Swanson v. American Manufacturing Company

511 S.W.2d 561, 1974 Tex. App. LEXIS 2498
CourtCourt of Appeals of Texas
DecidedJune 28, 1974
Docket17516
StatusPublished
Cited by17 cases

This text of 511 S.W.2d 561 (Swanson v. American Manufacturing Company) is published on Counsel Stack Legal Research, covering Court of Appeals of Texas primary law. Counsel Stack provides free access to over 12 million legal documents including statutes, case law, regulations, and constitutions.

Bluebook
Swanson v. American Manufacturing Company, 511 S.W.2d 561, 1974 Tex. App. LEXIS 2498 (Tex. Ct. App. 1974).

Opinions

OPINION

LANGDON, Justice.

This appeal is from a summary judgment in a suit filed by the plaintiff, David Swanson, appellant, against the defendants, American Manufacturing Company of Texas, the appellee, and A. B. Martin, an insurance adjuster for Pacific Indemnity Company, the workmen’s compensation carrier for American Manufacturing Company.

The cause of action is based upon Article 8307c, Vernon’s Ann.Civ.St., Sec. 1, which provides that, “No person may discharge or in any other manner discriminate against any employee because the employee has in good faith filed a claim, [562]*562hired a lawyer to represent him in a claim, instituted, or caused to be instituted, in good faith, any proceeding under the Texas Workmen’s Compensation Act, or has testified or is about to testify in any such proceeding.” Section 2 of the Act provides for reasonable damages and reinstatement for an employee discharged in violation of the Act and places the burden of proof upon the employee.

The plaintiff, David Swanson, the appellant herein, will be referred to as Swanson.
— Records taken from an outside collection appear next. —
use std::path::{Path, PathBuf};
use std::sync::LazyLock;

use regex::Regex;
use serde::{Deserialize, Serialize};
use sha2::{Digest, Sha256};

use crate::layout::DocumentKind;

static DATE_PATTERNS: LazyLock<Vec<Regex>> = LazyLock::new(|| {
    [
        r"\b\d{4}-\d{2}-\d{2}\b",
        r"(?i)\b(?:January|February|March|April|May|June|July|August|September|October|November|December)\s+\d{4}\b",
        r"(?i)\bQ[1-4]\s*\d{4}\b",
        r"(?i)\bFY\d{2}\b",
    ]
    .iter()
    .filter_map(|p| Regex::new(p).ok())
    .collect()
});

static YEAR_IN_NAME: LazyLock<Option<Regex>> = LazyLock::new(|| Regex::new(r"20\d{2}").ok());

/// One ingested source document: its text plus provenance metadata.
#[derive(Debug, Clone, Serialize, Deserialize)]
pub struct Artifact {
    pub id: String,
    pub source: PathBuf,
    pub kind: DocumentKind,
    pub text: String,
    /// Free-text time label ("2025-01-14", "Q1 2025", "FY25", ...).
    pub temporal_context: Option<String>,
}

impl Artifact {
    pub fn new(source: PathBuf, kind: DocumentKind, text: String) -> Self {
        let id = Self::generate_id(&source, &text);
        let temporal_context = temporal_context(&text, &source);

        Self {
            id,
            source,
            kind,
            text,
            temporal_context,
        }
    }

    fn generate_id(source: &Path, text: &str) -> String {
        let file_name = source
            .file_name()
            .map(|n| n.to_string_lossy().into_owned())
            .unwrap_or_default();
        let head: String = text.chars().take(100).collect();

        let mut hasher = Sha256::new();
        hasher.update(file_name.as_bytes());
        hasher.update(b":");
        hasher.update(head.as_bytes());
        let result = hasher.finalize();
        hex::encode(&result[..8]) // 16 hex chars
    }

    pub fn source_str(&self) -> String {
        self.source.to_string_lossy().into_owned()
    }
}

/// Every date-like reference in the text, pattern by pattern.
pub fn extract_dates(text: &str) -> Vec<String> {
    DATE_PATTERNS
        .iter()
        .flat_map(|re| re.find_iter(text).map(|m| m.as_str().to_string()))
        .collect()
}

/// First date reference in the text, else a year found in the file name.
pub fn temporal_context(text: &str, source: &Path) -> Option<String> {
    if let Some(first) = extract_dates(text).into_iter().next() {
        return Some(first);
    }

    let name = source.file_name()?.to_string_lossy();
    YEAR_IN_NAME
        .as_ref()?
        .find(&name)
        .map(|m| m.as_str().to_string())
}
The defendant, American Manufacturing Company of Texas, the appellee herein, will be referred to as AMCOT and the defendant, A. B. Martin, as Martin. The latter was severed from the cause of action on Swanson’s motion after AMCOT’s motion for summary judgment was granted.

Thereafter Swanson brought this appeal asserting that the trial court erred in granting the summary judgment for AM-COT because there were material issues of fact to be presented to a jury and that he was entitled to have a jury determine whether or not he was discharged for exercising his rights under the Texas Workmen’s Compensation Laws.

We affirm.

Swanson’s cause of action against AM-COT alleged that he was discharged by AMCOT because he filed a workmen’s compensation claim while employed by AMCOT or because he had filed such a claim prior to his employment by AMCOT. AMCOT by way of answer stated it fired Swanson because he made at least four false statements in his application for employment and it was because of this that he was fired and not for any other reason.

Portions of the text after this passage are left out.